[WHAT NEEDS TO BE DONE]:
Search the records for the string "statistics". Copy each line where it occurs.
[RAW DATA — start]
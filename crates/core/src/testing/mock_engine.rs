//! Mock torrent engine for testing.

use std::collections::{HashMap, VecDeque};
use std::sync::Arc;

use async_trait::async_trait;
use chrono::Utc;
use serde::{Deserialize, Serialize};
use tokio::sync::RwLock;

use crate::engine::{
    AttachRequest, AttachResult, EngineAlert, EngineError, RestoredTorrent, TorrentEngine,
    TorrentId, TorrentStats,
};

/// A recorded attach call for test assertions.
#[derive(Debug, Clone)]
pub struct RecordedAttach {
    pub request: AttachRequest,
    pub timestamp: chrono::DateTime<Utc>,
}

#[derive(Debug, Clone)]
struct MockTorrent {
    name: String,
    stats: TorrentStats,
    destination: Option<String>,
    source_uri: Option<String>,
}

#[derive(Debug, Serialize, Deserialize)]
struct MockStateEntry {
    id: TorrentId,
    name: String,
    destination: Option<String>,
    paused: bool,
    source_uri: Option<String>,
}

/// Mock implementation of the `TorrentEngine` trait.
///
/// Provides controllable behavior for testing:
/// - Track attach calls for assertions
/// - Drive progress, completion and failure, emitting matching alerts
/// - Inject errors into the next operation
///
/// # Example
///
/// ```rust,ignore
/// let engine = MockTorrentEngine::new();
///
/// let result = engine
///     .attach(AttachRequest::magnet("magnet:?xt=urn:btih:abc"))
///     .await?;
///
/// engine.set_progress(&result.id, 0.5).await;
/// engine.complete(&result.id).await;
///
/// let alerts = engine.poll_alerts().await;
/// assert!(alerts.iter().any(|a| matches!(a, EngineAlert::Completed { .. })));
/// ```
#[derive(Debug)]
pub struct MockTorrentEngine {
    attached: Arc<RwLock<Vec<RecordedAttach>>>,
    torrents: Arc<RwLock<HashMap<TorrentId, MockTorrent>>>,
    alerts: Arc<RwLock<VecDeque<EngineAlert>>>,
    next_error: Arc<RwLock<Option<EngineError>>>,
    limits: Arc<RwLock<Option<(u64, u64)>>>,
    id_counter: Arc<RwLock<u32>>,
}

impl Default for MockTorrentEngine {
    fn default() -> Self {
        Self::new()
    }
}
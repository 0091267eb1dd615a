pub mod config;
pub mod engine;
pub mod extract;
pub mod health;
pub mod journal;
pub mod manager;
pub mod metrics;
pub mod session;
pub mod testing;

pub use config::{load_config, load_config_from_str, validate_config, Config, ConfigError};
pub use engine::{
    AlertSeverity, AttachRequest, AttachResult, EngineAlert, EngineError, LibrqbitEngine,
    TorrentEngine, TorrentId, TorrentStats,
};
pub use extract::{ArchiveExtractor, ArchiveFormat, ExtractOutcome, ExtractionError};
pub use health::{HealthCheck, HealthChecker, TorrentHealthReport};
pub use journal::{LogLevel, LogStep, TorrentLogEntry, TorrentLogRecorder};
pub use manager::{
    ManagerError, ManagerSettings, TorrentDownloadManager, TorrentNotificationListener,
    TorrentState, TorrentStatus,
};
pub use session::{SessionStateError, SessionStateStore};
#[async_trait]
impl TorrentEngine for LibrqbitEngine {
    fn name(&self) -> &str {
        "librqbit"
    }

    async fn attach(&self, request: AttachRequest) -> Result<AttachResult, EngineError> {
        match request {
            AttachRequest::Magnet {
                uri,
                destination,
                paused,
            } => {
                self.attach_inner(RqbitAddTorrent::from_url(uri), destination, paused)
                    .await
            }
            AttachRequest::TorrentFile {
                data,
                destination,
                paused,
                ..
            } => {
                self.attach_inner(RqbitAddTorrent::from_bytes(data), destination, paused)
                    .await
            }
        }
    }

    async fn detach(&self, id: &str, delete_files: bool) -> Result<(), EngineError> {
        let torrent = self
            .find_torrent(id)
            .ok_or_else(|| EngineError::NotAttached(id.to_string()))?;

        self.session
            .delete(torrent.id().into(), delete_files)
            .await
            .map_err(|e| EngineError::Internal(format!("failed to detach torrent: {}", e)))?;

        self.tracks.write().await.remove(id);

        debug!(hash = %id, delete_files = delete_files, "Torrent detached");

        Ok(())
    }

    async fn pause(&self, id: &str) -> Result<(), EngineError> {
        let torrent = self
            .find_torrent(id)
            .ok_or_else(|| EngineError::NotAttached(id.to_string()))?;

        self.session
            .pause(&torrent)
            .await
            .map_err(|e| EngineError::Internal(format!("failed to pause torrent: {}", e)))?;

        debug!(hash = %id, "Torrent paused");

        Ok(())
    }

    async fn resume(&self, id: &str) -> Result<(), EngineError> {
        let torrent = self
            .find_torrent(id)
            .ok_or_else(|| EngineError::NotAttached(id.to_string()))?;

        self.session
            .unpause(&torrent)
            .await
            .map_err(|e| EngineError::Internal(format!("failed to resume torrent: {}", e)))?;

        debug!(hash = %id, "Torrent resumed");

        Ok(())
    }

    async fn stats(&self, id: &str) -> Result<TorrentStats, EngineError> {
        let torrent = self
            .find_torrent(id)
            .ok_or_else(|| EngineError::NotAttached(id.to_string()))?;

        let destination = self
            .tracks
            .read()
            .await
            .get(id)
            .and_then(|t| t.destination.clone());

        Ok(self.torrent_stats(&torrent, destination.as_deref()))
    }

    async fn list(&self) -> Vec<(TorrentId, TorrentStats)> {
        let torrents: Vec<Arc<ManagedTorrent>> = self
            .session
            .with_torrents(|iter| iter.map(|(_, t)| t.clone()).collect());

        let tracks = self.tracks.read().await;
        torrents
            .into_iter()
            .map(|torrent| {
                let id = Self::format_hash(&torrent.info_hash());
                let destination = tracks.get(&id).and_then(|t| t.destination.clone());
                let stats = self.torrent_stats(&torrent, destination.as_deref());
                (id, stats)
            })
            .collect()
    }

    async fn poll_alerts(&self) -> Vec<EngineAlert> {
        let torrents: Vec<Arc<ManagedTorrent>> = self
            .session
            .with_torrents(|iter| iter.map(|(_, t)| t.clone()).collect());

        let mut alerts = Vec::new();
        let mut tracks = self.tracks.write().await;

        for torrent in torrents {
            let id = Self::format_hash(&torrent.info_hash());
            let track = tracks.entry(id.clone()).or_default();
            let stats = self.torrent_stats(&torrent, track.destination.as_deref());

            if !track.metadata_announced {
                if let Some(ref name) = stats.name {
                    track.metadata_announced = true;
                    alerts.push(EngineAlert::MetadataResolved {
                        id: id.clone(),
                        name: name.clone(),
                        total_bytes: stats.total_bytes,
                    });
                }
            }

            if let Some(ref message) = stats.error {
                if !track.failed_announced {
                    track.failed_announced = true;
                    alerts.push(EngineAlert::Failed {
                        id: id.clone(),
                        message: message.clone(),
                    });
                }
                continue;
            }
            track.failed_announced = false;

            if stats.finished && !track.completed_announced {
                track.completed_announced = true;
                alerts.push(EngineAlert::StatusUpdate {
                    id: id.clone(),
                    stats: stats.clone(),
                });
                alerts.push(EngineAlert::Completed { id: id.clone() });
                continue;
            }

            if !stats.paused && !stats.finished {
                alerts.push(EngineAlert::StatusUpdate {
                    id: id.clone(),
                    stats,
                });
            }
        }

        alerts
    }

    async fn set_limits(&self, download_kbs: u64, upload_kbs: u64) -> Result<(), EngineError> {
        // librqbit applies rate limits at session construction; live
        // reconfiguration is not supported, so this is acknowledged only.
        warn!(
            download_kbs = download_kbs,
            upload_kbs = upload_kbs,
            "Live bandwidth limits not supported by librqbit"
        );
        Ok(())
    }

    async fn save_state(&self) -> Result<Vec<u8>, EngineError> {
        let tracks = self.tracks.read().await;

        let torrents: Vec<Arc<ManagedTorrent>> = self
            .session
            .with_torrents(|iter| iter.map(|(_, t)| t.clone()).collect());

        let entries: Vec<ResumeEntry> = torrents
            .iter()
            .map(|torrent| {
                let id = Self::format_hash(&torrent.info_hash());
                ResumeEntry {
                    magnet: format!("magnet:?xt=urn:btih:{}", id),
                    name: torrent.name().map(|s| s.to_string()),
                    destination: tracks.get(&id).and_then(|t| t.destination.clone()),
                    paused: torrent.is_paused(),
                }
            })
            .collect();

        serde_json::to_vec(&entries)
            .map_err(|e| EngineError::Internal(format!("failed to serialize session: {}", e)))
    }

    async fn load_state(&self, blob: &[u8]) -> Result<Vec<RestoredTorrent>, EngineError> {
        if blob.is_empty() {
            return Ok(Vec::new());
        }

        let entries: Vec<ResumeEntry> = serde_json::from_slice(blob)
            .map_err(|e| EngineError::StateCorrupt(e.to_string()))?;

        let mut restored = Vec::new();
        for entry in entries {
            let request = AttachRequest::Magnet {
                uri: entry.magnet.clone(),
                destination: entry.destination.clone(),
                paused: entry.paused,
            };

            match self.attach(request).await {
                Ok(result) => restored.push(RestoredTorrent {
                    id: result.id,
                    name: result.name.or(entry.name),
                    destination: entry.destination,
                    paused: entry.paused,
                }),
                Err(e) => {
                    warn!(magnet = %entry.magnet, error = %e, "Failed to restore torrent");
                }
            }
        }

        info!(count = restored.len(), "Session state restored");

        Ok(restored)
    }

    async fn shutdown(&self) -> Result<(), EngineError> {
        info!("Stopping librqbit session");
        self.session.stop().await;
        Ok(())
    }
}

#[cfg(test)]
mod tests {
    use super::*;

    #[test]
    fn test_resume_entry_round_trip() {
        let entries = vec![ResumeEntry {
            magnet: "magnet:?xt=urn:btih:abc".to_string(),
            name: Some("test".to_string()),
            destination: Some("/dl".to_string()),
            paused: true,
        }];

        let blob = serde_json::to_vec(&entries).unwrap();
        let parsed: Vec<ResumeEntry> = serde_json::from_slice(&blob).unwrap();

        assert_eq!(parsed.len(), 1);
        assert_eq!(parsed[0].magnet, "magnet:?xt=urn:btih:abc");
        assert!(parsed[0].paused);
    }

    #[test]
    fn test_corrupt_blob_is_rejected() {
        let result: Result<Vec<ResumeEntry>, _> = serde_json::from_slice(b"not json");
        assert!(result.is_err());
    }
}
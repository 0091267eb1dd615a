//! Concurrency gate bounding simultaneous active downloads.

use std::collections::HashSet;

use tokio::sync::Mutex;

use crate::engine::TorrentId;

/// Tracks the set of torrents currently holding an active-download slot.
///
/// The gate only answers admit/release; the FIFO ordering of waiting
/// torrents is the manager's catalog concern. A limit of 0 means
/// unlimited. Lowering the limit below the current active count never
/// evicts running downloads; the gate simply refuses new admissions
/// until enough slots free up naturally.
pub struct ConcurrencyGate {
    inner: Mutex<GateInner>,
}

struct GateInner {
    limit: usize,
    admitted: HashSet<TorrentId>,
}

impl ConcurrencyGate {
    pub fn new(limit: usize) -> Self {
        Self {
            inner: Mutex::new(GateInner {
                limit,
                admitted: HashSet::new(),
            }),
        }
    }

    /// Try to take a slot for the given torrent. Returns `false` when the
    /// gate is full. Admitting an already-admitted torrent is a no-op
    /// that reports success.
    pub async fn try_admit(&self, id: &TorrentId) -> bool {
        let mut inner = self.inner.lock().await;
        if inner.admitted.contains(id) {
            return true;
        }
        if inner.limit != 0 && inner.admitted.len() >= inner.limit {
            return false;
        }
        inner.admitted.insert(id.clone());
        true
    }

    /// Release the slot held by the given torrent. Releasing a torrent
    /// that holds no slot is a no-op.
    pub async fn release(&self, id: &TorrentId) {
        let mut inner = self.inner.lock().await;
        inner.admitted.remove(id);
    }

    /// Change the slot limit. Takes effect for future admissions only.
    pub async fn set_limit(&self, limit: usize) {
        let mut inner = self.inner.lock().await;
        inner.limit = limit;
    }

    /// Number of torrents currently holding a slot.
    pub async fn active_count(&self) -> usize {
        let inner = self.inner.lock().await;
        inner.admitted.len()
    }

    /// Number of free slots, or `None` when unlimited.
    pub async fn available(&self) -> Option<usize> {
        let inner = self.inner.lock().await;
        if inner.limit == 0 {
            None
        } else {
            Some(inner.limit.saturating_sub(inner.admitted.len()))
        }
    }
}
//! External-process extraction for formats without an in-process decoder.

use std::fs;
use std::path::Path;
use std::process::Stdio;

use tokio::io::{AsyncBufReadExt, BufReader};
use tokio::process::Command;
use tokio::time::{timeout, Duration};
use tracing::{debug, warn};

use super::{ArchiveFormat, ExtractOutcome, ExtractionError};

/// Run `7z`/`unrar` against an archive with a hard timeout.
///
/// Unlike in-process extraction this is atomic: the whole run succeeds or
/// fails with the child's exit code. On timeout the child is killed and a
/// typed failure is returned instead of blocking indefinitely.
pub(super) async fn run_external_extraction(
    format: ArchiveFormat,
    tool: &str,
    archive: &Path,
    destination_dir: &Path,
    timeout_secs: u64,
) -> Result<ExtractOutcome, ExtractionError> {
    fs::create_dir_all(destination_dir)?;

    let args: Vec<String> = match format {
        // 7z x -y -o<dir> <archive>
        ArchiveFormat::SevenZ => vec![
            "x".to_string(),
            "-y".to_string(),
            format!("-o{}", destination_dir.display()),
            archive.display().to_string(),
        ],
        // unrar x -y <archive> <dir>/
        ArchiveFormat::Rar => vec![
            "x".to_string(),
            "-y".to_string(),
            archive.display().to_string(),
            format!("{}/", destination_dir.display()),
        ],
        _ => unreachable!("not an external format"),
    };

    debug!(tool = tool, ?args, "Spawning external extractor");

    let mut child = Command::new(tool)
        .args(&args)
        .stdin(Stdio::null())
        .stdout(Stdio::null())
        .stderr(Stdio::piped())
        .kill_on_drop(true)
        .spawn()
        .map_err(|e| {
            if e.kind() == std::io::ErrorKind::NotFound {
                ExtractionError::ToolMissing(tool.to_string())
            } else {
                ExtractionError::Io(e)
            }
        })?;

    let stderr = child.stderr.take();

    let result = timeout(Duration::from_secs(timeout_secs), async {
        let mut error_output = String::new();
        if let Some(stderr) = stderr {
            let mut reader = BufReader::new(stderr).lines();
            while let Ok(Some(line)) = reader.next_line().await {
                error_output.push_str(&line);
                error_output.push('\n');
            }
        }
        let status = child.wait().await?;
        Ok::<(std::process::ExitStatus, String), std::io::Error>((status, error_output))
    })
    .await;

    match result {
        Ok(Ok((status, error_output))) => {
            if !status.success() {
                return Err(ExtractionError::ExternalProcess {
                    tool: tool.to_string(),
                    code: status.code(),
                    stderr: error_output.trim().to_string(),
                });
            }
        }
        Ok(Err(e)) => return Err(ExtractionError::Io(e)),
        Err(_) => {
            warn!(tool = tool, timeout_secs, "External extraction timed out, killing process");
            let _ = child.kill().await;
            return Err(ExtractionError::Timeout { timeout_secs });
        }
    }

    // External tools don't report per-file counts; walk the destination.
    let (files, bytes) = count_extracted(destination_dir)?;

    Ok(ExtractOutcome {
        format: Some(format),
        files_extracted: files,
        total_bytes: bytes,
    })
}

fn count_extracted(dir: &Path) -> Result<(u64, u64), ExtractionError> {
    let mut files = 0u64;
    let mut bytes = 0u64;

    let mut stack = vec![dir.to_path_buf()];
    while let Some(current) = stack.pop() {
        for entry in fs::read_dir(&current)? {
            let entry = entry?;
            let meta = entry.metadata()?;
            if meta.is_dir() {
                stack.push(entry.path());
            } else {
                files += 1;
                bytes += meta.len();
            }
        }
    }

    Ok((files, bytes))
}

#[cfg(test)]
mod tests {
    use super::*;
    use std::io::Write;
    use tempfile::TempDir;

    #[tokio::test]
    async fn test_missing_tool_is_typed() {
        let dir = TempDir::new().unwrap();
        let archive = dir.path().join("a.7z");
        fs::write(&archive, b"stub").unwrap();

        let result = run_external_extraction(
            ArchiveFormat::SevenZ,
            "definitely-not-a-real-binary",
            &archive,
            &dir.path().join("out"),
            5,
        )
        .await;

        assert!(matches!(result, Err(ExtractionError::ToolMissing(_))));
    }

    #[tokio::test]
    async fn test_nonzero_exit_is_typed() {
        let dir = TempDir::new().unwrap();
        let archive = dir.path().join("a.7z");
        fs::write(&archive, b"stub").unwrap();

        // `false` ignores its arguments and exits 1.
        let result = run_external_extraction(
            ArchiveFormat::SevenZ,
            "false",
            &archive,
            &dir.path().join("out"),
            5,
        )
        .await;

        match result {
            Err(ExtractionError::ExternalProcess { code, .. }) => assert_eq!(code, Some(1)),
            other => panic!("expected ExternalProcess error, got {:?}", other.err()),
        }
    }

    #[tokio::test]
    #[cfg(unix)]
    async fn test_timeout_kills_process() {
        use std::os::unix::fs::PermissionsExt;

        let dir = TempDir::new().unwrap();
        let archive = dir.path().join("a.rar");
        fs::write(&archive, b"stub").unwrap();

        // Fake extractor that ignores its arguments and hangs.
        let tool = dir.path().join("fake-unrar");
        fs::write(&tool, "#!/bin/sh\nsleep 60\n").unwrap();
        fs::set_permissions(&tool, fs::Permissions::from_mode(0o755)).unwrap();

        let result = run_external_extraction(
            ArchiveFormat::Rar,
            &tool.display().to_string(),
            &archive,
            &dir.path().join("out"),
            1,
        )
        .await;

        assert!(matches!(
            result,
            Err(ExtractionError::Timeout { timeout_secs: 1 })
        ));
    }

    #[test]
    fn test_count_extracted() {
        let dir = TempDir::new().unwrap();
        fs::create_dir_all(dir.path().join("sub")).unwrap();
        let mut f = fs::File::create(dir.path().join("sub/a.txt")).unwrap();
        f.write_all(b"12345").unwrap();
        fs::File::create(dir.path().join("b.txt")).unwrap();

        let (files, bytes) = count_extracted(dir.path()).unwrap();
        assert_eq!(files, 2);
        assert_eq!(bytes, 5);
    }
}
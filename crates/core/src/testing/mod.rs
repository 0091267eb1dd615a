//! Test utilities: mock engine and recording listener.

mod mock_engine;
mod recording_listener;

pub use mock_engine::{MockTorrentEngine, RecordedAttach};
pub use recording_listener::RecordingListener;
//! On-demand torrent health diagnostics.
//!
//! Runs a fixed, ordered battery of checks against a live torrent and
//! produces a pass/fail report for the diagnostics UI. Every check runs
//! independently; one failure never short-circuits the rest.

mod checker;
mod types;

pub use checker::*;
pub use types::*;
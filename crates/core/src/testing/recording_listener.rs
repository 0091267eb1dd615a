//! Listener that records every notification for test assertions.

use std::sync::Mutex;

use crate::engine::AlertSeverity;
use crate::manager::{TorrentNotificationListener, TorrentState};

/// Records every callback invocation.
///
/// Callbacks are synchronous, so plain mutexes are enough; tests read the
/// recorded vectors after driving the manager.
#[derive(Default)]
pub struct RecordingListener {
    completed: Mutex<Vec<TorrentState>>,
    errors: Mutex<Vec<(TorrentState, String)>>,
    disk_space_low: Mutex<Vec<(String, u64, u64)>>,
    debug: Mutex<Vec<(String, AlertSeverity)>>,
    status_updates: Mutex<Vec<TorrentState>>,
}

impl RecordingListener {
    pub fn new() -> Self {
        Self::default()
    }

    pub fn completed(&self) -> Vec<TorrentState> {
        self.completed.lock().unwrap().clone()
    }

    pub fn errors(&self) -> Vec<(TorrentState, String)> {
        self.errors.lock().unwrap().clone()
    }

    /// Recorded `(path, available_bytes, required_bytes)` triples.
    pub fn disk_space_events(&self) -> Vec<(String, u64, u64)> {
        self.disk_space_low.lock().unwrap().clone()
    }

    pub fn debug_messages(&self) -> Vec<(String, AlertSeverity)> {
        self.debug.lock().unwrap().clone()
    }

    pub fn status_updates(&self) -> Vec<TorrentState> {
        self.status_updates.lock().unwrap().clone()
    }
}

impl TorrentNotificationListener for RecordingListener {
    fn on_torrent_complete(&self, state: &TorrentState) {
        self.completed.lock().unwrap().push(state.clone());
    }

    fn on_torrent_error(&self, state: &TorrentState, message: &str) {
        self.errors
            .lock()
            .unwrap()
            .push((state.clone(), message.to_string()));
    }

    fn on_disk_space_low(&self, path: &str, available_bytes: u64, required_bytes: u64) {
        self.disk_space_low
            .lock()
            .unwrap()
            .push((path.to_string(), available_bytes, required_bytes));
    }

    fn on_debug_message(&self, message: &str, severity: AlertSeverity) {
        self.debug
            .lock()
            .unwrap()
            .push((message.to_string(), severity));
    }

    fn on_torrent_status_update(&self, state: &TorrentState) {
        self.status_updates.lock().unwrap().push(state.clone());
    }
}
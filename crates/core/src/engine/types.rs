//! Types for the torrent engine capability.

use async_trait::async_trait;
use serde::{Deserialize, Serialize};
use thiserror::Error;

/// Engine-side identifier of an attached torrent (lowercase hex info hash).
pub type TorrentId = String;

/// Errors that can occur inside a torrent engine backend.
#[derive(Debug, Error)]
pub enum EngineError {
    #[error("engine initialization failed: {0}")]
    InitFailed(String),

    #[error("torrent not attached: {0}")]
    NotAttached(String),

    #[error("engine rejected torrent: {0}")]
    AttachRejected(String),

    #[error("session state is corrupt: {0}")]
    StateCorrupt(String),

    #[error("request timed out")]
    Timeout,

    #[error("internal engine error: {0}")]
    Internal(String),
}

/// Request to attach a torrent to the engine.
///
/// The manager resolves file paths and URLs before this point; the engine
/// only ever sees a magnet URI or raw `.torrent` bytes.
#[derive(Debug, Clone)]
pub enum AttachRequest {
    /// Attach via magnet URI.
    Magnet {
        /// Magnet URI.
        uri: String,
        /// Destination directory for downloaded files.
        destination: Option<String>,
        /// Attach in paused state.
        paused: bool,
    },
    /// Attach via `.torrent` file contents.
    TorrentFile {
        /// Raw `.torrent` bytes.
        data: Vec<u8>,
        /// Original filename (for logging).
        filename: Option<String>,
        /// Destination directory for downloaded files.
        destination: Option<String>,
        /// Attach in paused state.
        paused: bool,
    },
}

impl AttachRequest {
    /// Create a magnet request with default options.
    pub fn magnet(uri: impl Into<String>) -> Self {
        AttachRequest::Magnet {
            uri: uri.into(),
            destination: None,
            paused: false,
        }
    }

    /// Create a torrent-file request with default options.
    pub fn torrent_file(data: Vec<u8>) -> Self {
        AttachRequest::TorrentFile {
            data,
            filename: None,
            destination: None,
            paused: false,
        }
    }

    /// Set the original filename (torrent-file requests only).
    pub fn with_filename(mut self, name: impl Into<String>) -> Self {
        if let AttachRequest::TorrentFile { filename, .. } = &mut self {
            *filename = Some(name.into());
        }
        self
    }

    /// Set the destination directory.
    pub fn with_destination(mut self, dest: impl Into<String>) -> Self {
        match &mut self {
            AttachRequest::Magnet { destination, .. } => *destination = Some(dest.into()),
            AttachRequest::TorrentFile { destination, .. } => *destination = Some(dest.into()),
        }
        self
    }

    /// Set whether to attach paused.
    pub fn with_paused(mut self, p: bool) -> Self {
        match &mut self {
            AttachRequest::Magnet { paused, .. } => *paused = p,
            AttachRequest::TorrentFile { paused, .. } => *paused = p,
        }
        self
    }

    /// Destination directory, if set.
    pub fn destination(&self) -> Option<&str> {
        match self {
            AttachRequest::Magnet { destination, .. } => destination.as_deref(),
            AttachRequest::TorrentFile { destination, .. } => destination.as_deref(),
        }
    }

    /// Whether the torrent should attach paused.
    pub fn paused(&self) -> bool {
        match self {
            AttachRequest::Magnet { paused, .. } => *paused,
            AttachRequest::TorrentFile { paused, .. } => *paused,
        }
    }
}

/// Result of attaching a torrent.
#[derive(Debug, Clone, Serialize, Deserialize)]
pub struct AttachResult {
    /// Info hash of the attached torrent.
    pub id: TorrentId,
    /// Torrent name (may be unknown for magnets until metadata resolves).
    pub name: Option<String>,
}

/// Live statistics for one attached torrent.
#[derive(Debug, Clone, Serialize, Deserialize)]
pub struct TorrentStats {
    /// Torrent name, once metadata is resolved.
    pub name: Option<String>,
    /// Download progress (0.0 - 1.0).
    pub progress: f64,
    /// Total payload size in bytes (0 until metadata resolves).
    pub total_bytes: u64,
    /// Downloaded bytes.
    pub downloaded_bytes: u64,
    /// Uploaded bytes.
    pub uploaded_bytes: u64,
    /// Download speed in bytes/second.
    pub download_speed: u64,
    /// Upload speed in bytes/second.
    pub upload_speed: u64,
    /// Connected peers.
    pub peers: u32,
    /// Connected seeds.
    pub seeds: u32,
    /// Copies of the rarest piece available in the swarm.
    pub availability: f64,
    /// ETA in seconds (None if unknown or complete).
    pub eta_secs: Option<u64>,
    /// All pieces downloaded.
    pub finished: bool,
    /// Transfer is paused.
    pub paused: bool,
    /// Engine-reported error, if the torrent is in an error state.
    pub error: Option<String>,
    /// Directory the payload is written to.
    pub save_path: Option<String>,
}

impl Default for TorrentStats {
    fn default() -> Self {
        Self {
            name: None,
            progress: 0.0,
            total_bytes: 0,
            downloaded_bytes: 0,
            uploaded_bytes: 0,
            download_speed: 0,
            upload_speed: 0,
            peers: 0,
            seeds: 0,
            availability: 0.0,
            eta_secs: None,
            finished: false,
            paused: false,
            error: None,
            save_path: None,
        }
    }
}

/// Severity of an engine-level message alert.
#[derive(Debug, Clone, Copy, PartialEq, Eq, Serialize, Deserialize)]
#[serde(rename_all = "snake_case")]
pub enum AlertSeverity {
    Debug,
    Info,
    Warning,
    Error,
}

/// Event emitted by the engine's alert stream.
///
/// Alerts for a given torrent are delivered in the order the engine emitted
/// them; no ordering is guaranteed across torrents.
#[derive(Debug, Clone)]
pub enum EngineAlert {
    /// Periodic statistics update for an attached torrent.
    StatusUpdate { id: TorrentId, stats: TorrentStats },
    /// Metadata for a magnet link resolved.
    MetadataResolved {
        id: TorrentId,
        name: String,
        total_bytes: u64,
    },
    /// All pieces downloaded. Emitted at most once per attach.
    Completed { id: TorrentId },
    /// The torrent entered an error state.
    Failed { id: TorrentId, message: String },
    /// Engine-level diagnostic message not tied to a torrent.
    Message { severity: AlertSeverity, text: String },
}

/// A torrent re-attached during session-state restore.
#[derive(Debug, Clone, Serialize, Deserialize)]
pub struct RestoredTorrent {
    /// Info hash.
    pub id: TorrentId,
    /// Name, if known.
    pub name: Option<String>,
    /// Destination directory.
    pub destination: Option<String>,
    /// Whether the torrent was paused at snapshot time.
    pub paused: bool,
}

/// Capability interface over an embeddable torrent engine.
///
/// The manager drives everything through this trait so the orchestration
/// logic (gate, catalog, notifications) stays testable without a network
/// stack.
#[async_trait]
pub trait TorrentEngine: Send + Sync {
    /// Backend name for logging.
    fn name(&self) -> &str;

    /// Attach a torrent and start (or pause) it.
    async fn attach(&self, request: AttachRequest) -> Result<AttachResult, EngineError>;

    /// Detach a torrent. If `delete_files` is true, downloaded files are
    /// deleted as well.
    async fn detach(&self, id: &str, delete_files: bool) -> Result<(), EngineError>;

    /// Pause an attached torrent.
    async fn pause(&self, id: &str) -> Result<(), EngineError>;

    /// Resume a paused torrent.
    async fn resume(&self, id: &str) -> Result<(), EngineError>;

    /// Current statistics for an attached torrent.
    async fn stats(&self, id: &str) -> Result<TorrentStats, EngineError>;

    /// Ids and statistics of every attached torrent.
    async fn list(&self) -> Vec<(TorrentId, TorrentStats)>;

    /// Drain pending alerts. Returns an empty vec when nothing happened
    /// since the last poll.
    async fn poll_alerts(&self) -> Vec<EngineAlert>;

    /// Apply engine-wide bandwidth caps in KB/s. `0` means unlimited.
    async fn set_limits(&self, download_kbs: u64, upload_kbs: u64) -> Result<(), EngineError>;

    /// Serialize the engine's resumable state into an opaque blob. Safe to
    /// call while torrents are active.
    async fn save_state(&self) -> Result<Vec<u8>, EngineError>;

    /// Re-attach torrents from a blob produced by `save_state`.
    async fn load_state(&self, blob: &[u8]) -> Result<Vec<RestoredTorrent>, EngineError>;

    /// Stop all torrents and release resources. Idempotent.
    async fn shutdown(&self) -> Result<(), EngineError>;
}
[RAW DATA — finish]
[OUTPUT FOR THIS TASK]:
/// Live statistics for one attached torrent.
    /// Periodic statistics update for an attached torrent.
    /// Current statistics for an attached torrent.
    /// Ids and statistics of every attached torrent.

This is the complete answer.